**To do:** The expected output is each line below containing "LifecycleError", copied in full.

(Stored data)
▽

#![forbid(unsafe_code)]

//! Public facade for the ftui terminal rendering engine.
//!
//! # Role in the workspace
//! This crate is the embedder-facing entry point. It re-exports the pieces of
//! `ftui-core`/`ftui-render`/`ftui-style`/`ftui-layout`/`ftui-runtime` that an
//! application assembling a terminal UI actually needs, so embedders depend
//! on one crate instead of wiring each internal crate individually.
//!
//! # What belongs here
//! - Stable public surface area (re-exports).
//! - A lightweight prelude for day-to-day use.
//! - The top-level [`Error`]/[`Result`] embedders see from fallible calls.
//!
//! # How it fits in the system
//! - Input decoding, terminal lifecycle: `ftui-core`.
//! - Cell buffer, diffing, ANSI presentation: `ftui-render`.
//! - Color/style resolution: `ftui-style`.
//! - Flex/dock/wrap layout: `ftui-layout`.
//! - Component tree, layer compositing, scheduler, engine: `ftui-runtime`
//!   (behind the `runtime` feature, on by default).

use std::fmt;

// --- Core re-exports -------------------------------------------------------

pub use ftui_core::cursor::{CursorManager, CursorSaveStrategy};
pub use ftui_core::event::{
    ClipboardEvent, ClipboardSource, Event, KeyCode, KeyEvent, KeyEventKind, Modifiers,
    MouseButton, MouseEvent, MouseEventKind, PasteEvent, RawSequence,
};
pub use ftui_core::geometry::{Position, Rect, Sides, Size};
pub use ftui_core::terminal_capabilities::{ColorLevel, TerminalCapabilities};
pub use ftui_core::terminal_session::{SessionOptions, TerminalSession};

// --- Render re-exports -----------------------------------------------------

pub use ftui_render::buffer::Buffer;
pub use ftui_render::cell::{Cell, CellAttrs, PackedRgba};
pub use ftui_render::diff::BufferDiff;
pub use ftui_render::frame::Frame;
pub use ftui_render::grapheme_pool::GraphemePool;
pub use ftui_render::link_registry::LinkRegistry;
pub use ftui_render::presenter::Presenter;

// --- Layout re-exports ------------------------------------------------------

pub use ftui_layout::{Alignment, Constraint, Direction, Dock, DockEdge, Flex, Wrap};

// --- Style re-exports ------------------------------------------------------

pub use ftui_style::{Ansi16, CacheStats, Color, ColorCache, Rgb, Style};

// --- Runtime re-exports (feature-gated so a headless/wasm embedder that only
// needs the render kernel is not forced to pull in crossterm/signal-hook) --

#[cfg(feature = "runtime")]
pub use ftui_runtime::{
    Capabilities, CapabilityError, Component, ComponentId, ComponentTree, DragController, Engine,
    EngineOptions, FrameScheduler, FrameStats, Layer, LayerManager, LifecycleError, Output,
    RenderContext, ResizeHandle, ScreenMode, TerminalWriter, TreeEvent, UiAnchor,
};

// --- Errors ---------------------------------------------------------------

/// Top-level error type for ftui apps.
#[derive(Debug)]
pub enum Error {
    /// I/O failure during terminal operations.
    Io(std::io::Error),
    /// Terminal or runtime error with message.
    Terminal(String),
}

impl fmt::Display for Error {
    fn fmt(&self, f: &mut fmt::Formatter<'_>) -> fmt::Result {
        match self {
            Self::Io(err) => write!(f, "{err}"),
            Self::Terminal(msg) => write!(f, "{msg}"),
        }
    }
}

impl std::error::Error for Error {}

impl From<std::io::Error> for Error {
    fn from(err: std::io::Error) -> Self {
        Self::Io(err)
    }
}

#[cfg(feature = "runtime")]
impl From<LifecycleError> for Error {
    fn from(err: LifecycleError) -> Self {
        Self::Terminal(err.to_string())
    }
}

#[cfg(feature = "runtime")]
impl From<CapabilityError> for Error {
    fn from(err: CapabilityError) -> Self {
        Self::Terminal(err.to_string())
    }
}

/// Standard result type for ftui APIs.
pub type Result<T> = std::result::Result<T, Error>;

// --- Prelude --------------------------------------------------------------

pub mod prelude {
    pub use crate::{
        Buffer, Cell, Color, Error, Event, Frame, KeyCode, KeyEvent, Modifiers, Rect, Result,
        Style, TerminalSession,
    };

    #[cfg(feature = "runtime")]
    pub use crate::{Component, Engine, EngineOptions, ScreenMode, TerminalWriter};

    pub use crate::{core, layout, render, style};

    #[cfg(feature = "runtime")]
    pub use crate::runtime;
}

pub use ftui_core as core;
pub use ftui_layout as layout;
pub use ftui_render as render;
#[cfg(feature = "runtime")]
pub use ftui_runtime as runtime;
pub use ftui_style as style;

△
▽

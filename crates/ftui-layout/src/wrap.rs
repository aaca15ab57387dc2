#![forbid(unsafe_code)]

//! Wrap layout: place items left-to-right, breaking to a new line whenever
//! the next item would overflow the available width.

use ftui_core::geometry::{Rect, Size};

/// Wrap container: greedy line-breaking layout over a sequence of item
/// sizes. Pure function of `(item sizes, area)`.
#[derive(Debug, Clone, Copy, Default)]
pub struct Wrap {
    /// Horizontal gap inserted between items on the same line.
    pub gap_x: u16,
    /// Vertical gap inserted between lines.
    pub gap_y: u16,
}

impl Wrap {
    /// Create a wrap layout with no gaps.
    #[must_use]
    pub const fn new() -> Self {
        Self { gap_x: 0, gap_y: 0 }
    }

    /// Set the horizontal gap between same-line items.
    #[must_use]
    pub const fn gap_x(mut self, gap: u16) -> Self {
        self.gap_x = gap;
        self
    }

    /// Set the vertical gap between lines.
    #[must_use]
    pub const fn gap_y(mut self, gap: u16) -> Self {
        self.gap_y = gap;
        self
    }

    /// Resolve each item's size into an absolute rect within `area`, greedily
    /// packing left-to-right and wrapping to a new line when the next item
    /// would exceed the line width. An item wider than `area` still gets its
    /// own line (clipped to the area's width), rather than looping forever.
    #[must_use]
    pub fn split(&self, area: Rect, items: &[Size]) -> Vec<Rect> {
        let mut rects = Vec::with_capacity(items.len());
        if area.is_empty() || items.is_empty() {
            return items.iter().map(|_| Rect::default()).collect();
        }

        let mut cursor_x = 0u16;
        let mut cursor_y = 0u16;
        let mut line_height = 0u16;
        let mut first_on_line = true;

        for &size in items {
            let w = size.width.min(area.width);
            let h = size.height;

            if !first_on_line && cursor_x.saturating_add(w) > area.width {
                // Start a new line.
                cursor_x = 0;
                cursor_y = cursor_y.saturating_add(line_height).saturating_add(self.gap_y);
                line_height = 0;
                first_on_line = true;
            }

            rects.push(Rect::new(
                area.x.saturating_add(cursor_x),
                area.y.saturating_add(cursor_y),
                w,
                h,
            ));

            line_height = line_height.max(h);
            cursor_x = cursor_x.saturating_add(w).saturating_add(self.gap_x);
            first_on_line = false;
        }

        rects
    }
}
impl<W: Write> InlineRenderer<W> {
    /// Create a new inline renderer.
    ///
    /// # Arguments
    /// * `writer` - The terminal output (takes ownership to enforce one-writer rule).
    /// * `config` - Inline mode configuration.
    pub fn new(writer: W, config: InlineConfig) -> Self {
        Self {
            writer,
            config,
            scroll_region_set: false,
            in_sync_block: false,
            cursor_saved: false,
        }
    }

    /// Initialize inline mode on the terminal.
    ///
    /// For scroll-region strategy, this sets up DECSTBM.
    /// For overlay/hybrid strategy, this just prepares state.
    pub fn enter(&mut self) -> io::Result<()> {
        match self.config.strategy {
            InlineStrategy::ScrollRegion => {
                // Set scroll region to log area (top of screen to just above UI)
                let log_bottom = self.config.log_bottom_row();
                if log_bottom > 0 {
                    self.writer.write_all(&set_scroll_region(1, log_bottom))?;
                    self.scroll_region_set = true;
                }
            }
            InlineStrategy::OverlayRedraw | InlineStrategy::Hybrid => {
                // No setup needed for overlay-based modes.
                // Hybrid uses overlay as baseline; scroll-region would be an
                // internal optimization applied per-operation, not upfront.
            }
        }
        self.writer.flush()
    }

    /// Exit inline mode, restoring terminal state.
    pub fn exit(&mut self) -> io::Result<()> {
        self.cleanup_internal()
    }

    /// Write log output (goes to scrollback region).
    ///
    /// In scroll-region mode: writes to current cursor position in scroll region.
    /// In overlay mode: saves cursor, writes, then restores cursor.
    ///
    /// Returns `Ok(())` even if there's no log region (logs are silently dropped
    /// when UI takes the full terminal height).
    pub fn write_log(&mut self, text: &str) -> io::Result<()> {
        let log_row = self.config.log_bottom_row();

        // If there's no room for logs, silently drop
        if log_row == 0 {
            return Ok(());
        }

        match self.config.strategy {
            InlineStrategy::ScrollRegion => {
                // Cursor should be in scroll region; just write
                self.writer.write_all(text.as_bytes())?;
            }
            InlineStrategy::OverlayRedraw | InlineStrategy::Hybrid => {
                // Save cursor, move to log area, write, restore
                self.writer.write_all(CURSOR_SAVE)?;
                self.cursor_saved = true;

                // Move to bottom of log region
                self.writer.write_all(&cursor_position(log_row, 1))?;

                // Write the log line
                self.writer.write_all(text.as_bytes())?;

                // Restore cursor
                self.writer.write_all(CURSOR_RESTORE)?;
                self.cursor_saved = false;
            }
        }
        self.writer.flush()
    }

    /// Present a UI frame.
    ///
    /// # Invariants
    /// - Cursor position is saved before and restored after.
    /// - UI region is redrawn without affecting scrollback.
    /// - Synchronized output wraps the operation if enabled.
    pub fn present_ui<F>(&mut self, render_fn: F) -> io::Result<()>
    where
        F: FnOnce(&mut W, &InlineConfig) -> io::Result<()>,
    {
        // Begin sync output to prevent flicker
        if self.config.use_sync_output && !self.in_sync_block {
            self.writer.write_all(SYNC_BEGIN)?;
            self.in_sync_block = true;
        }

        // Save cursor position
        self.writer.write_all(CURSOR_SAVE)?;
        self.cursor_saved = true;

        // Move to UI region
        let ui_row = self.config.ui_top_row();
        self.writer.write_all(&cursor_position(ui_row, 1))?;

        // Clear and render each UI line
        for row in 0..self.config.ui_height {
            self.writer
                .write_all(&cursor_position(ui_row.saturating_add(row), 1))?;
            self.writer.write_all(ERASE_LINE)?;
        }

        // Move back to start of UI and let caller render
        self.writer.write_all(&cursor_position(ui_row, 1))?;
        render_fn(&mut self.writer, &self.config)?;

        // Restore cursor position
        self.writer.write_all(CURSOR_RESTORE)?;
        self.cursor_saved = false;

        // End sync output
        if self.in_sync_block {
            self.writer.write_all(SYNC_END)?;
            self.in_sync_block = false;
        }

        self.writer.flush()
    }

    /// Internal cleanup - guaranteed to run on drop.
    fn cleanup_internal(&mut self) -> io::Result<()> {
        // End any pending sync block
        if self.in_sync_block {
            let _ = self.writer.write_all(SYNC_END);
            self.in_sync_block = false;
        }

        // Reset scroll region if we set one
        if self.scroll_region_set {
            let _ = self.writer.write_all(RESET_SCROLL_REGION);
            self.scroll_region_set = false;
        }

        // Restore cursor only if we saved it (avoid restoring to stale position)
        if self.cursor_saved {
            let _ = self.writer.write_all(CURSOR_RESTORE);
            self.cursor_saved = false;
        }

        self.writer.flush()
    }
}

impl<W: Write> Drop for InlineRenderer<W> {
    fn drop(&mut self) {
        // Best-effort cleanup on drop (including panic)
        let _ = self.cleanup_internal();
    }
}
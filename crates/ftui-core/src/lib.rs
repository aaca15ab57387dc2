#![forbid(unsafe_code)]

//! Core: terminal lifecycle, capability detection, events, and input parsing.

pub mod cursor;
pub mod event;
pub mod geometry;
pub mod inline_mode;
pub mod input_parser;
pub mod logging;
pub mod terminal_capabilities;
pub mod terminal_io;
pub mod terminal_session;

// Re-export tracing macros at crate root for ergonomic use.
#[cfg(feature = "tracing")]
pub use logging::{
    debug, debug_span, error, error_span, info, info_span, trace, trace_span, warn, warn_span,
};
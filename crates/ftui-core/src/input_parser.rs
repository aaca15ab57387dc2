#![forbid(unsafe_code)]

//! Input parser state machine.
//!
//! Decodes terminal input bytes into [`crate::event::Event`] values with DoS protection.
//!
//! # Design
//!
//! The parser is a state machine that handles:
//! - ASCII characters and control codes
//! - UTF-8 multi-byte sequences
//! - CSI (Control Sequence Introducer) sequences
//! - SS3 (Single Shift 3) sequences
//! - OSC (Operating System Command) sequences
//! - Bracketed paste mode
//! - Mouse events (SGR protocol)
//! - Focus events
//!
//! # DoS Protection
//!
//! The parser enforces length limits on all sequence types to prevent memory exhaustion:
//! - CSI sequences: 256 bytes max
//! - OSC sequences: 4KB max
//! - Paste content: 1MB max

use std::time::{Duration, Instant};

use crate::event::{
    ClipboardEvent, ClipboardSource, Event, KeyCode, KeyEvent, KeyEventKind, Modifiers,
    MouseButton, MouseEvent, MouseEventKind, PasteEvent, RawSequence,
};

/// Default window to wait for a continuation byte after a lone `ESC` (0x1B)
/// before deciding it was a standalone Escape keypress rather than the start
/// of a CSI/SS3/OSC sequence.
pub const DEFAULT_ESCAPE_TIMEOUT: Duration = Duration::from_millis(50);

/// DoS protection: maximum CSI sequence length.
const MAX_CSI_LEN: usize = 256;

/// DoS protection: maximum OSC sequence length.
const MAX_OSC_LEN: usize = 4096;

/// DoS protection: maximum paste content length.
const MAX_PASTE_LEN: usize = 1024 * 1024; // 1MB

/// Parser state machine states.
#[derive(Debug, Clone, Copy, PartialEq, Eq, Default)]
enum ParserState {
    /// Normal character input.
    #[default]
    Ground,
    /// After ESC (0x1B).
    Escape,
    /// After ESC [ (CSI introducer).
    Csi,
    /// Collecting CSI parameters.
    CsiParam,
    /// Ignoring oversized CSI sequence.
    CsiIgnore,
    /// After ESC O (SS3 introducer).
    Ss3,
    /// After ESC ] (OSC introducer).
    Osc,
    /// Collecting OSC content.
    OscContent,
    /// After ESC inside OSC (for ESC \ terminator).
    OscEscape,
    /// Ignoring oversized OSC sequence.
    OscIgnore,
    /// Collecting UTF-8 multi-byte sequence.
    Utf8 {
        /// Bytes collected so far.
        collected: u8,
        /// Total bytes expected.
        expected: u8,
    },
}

△

**Output of the task:**
    EngineOptions, FrameScheduler, FrameStats, Layer, LayerManager, LifecycleError, Output,
impl From<LifecycleError> for Error {
    fn from(err: LifecycleError) -> Self {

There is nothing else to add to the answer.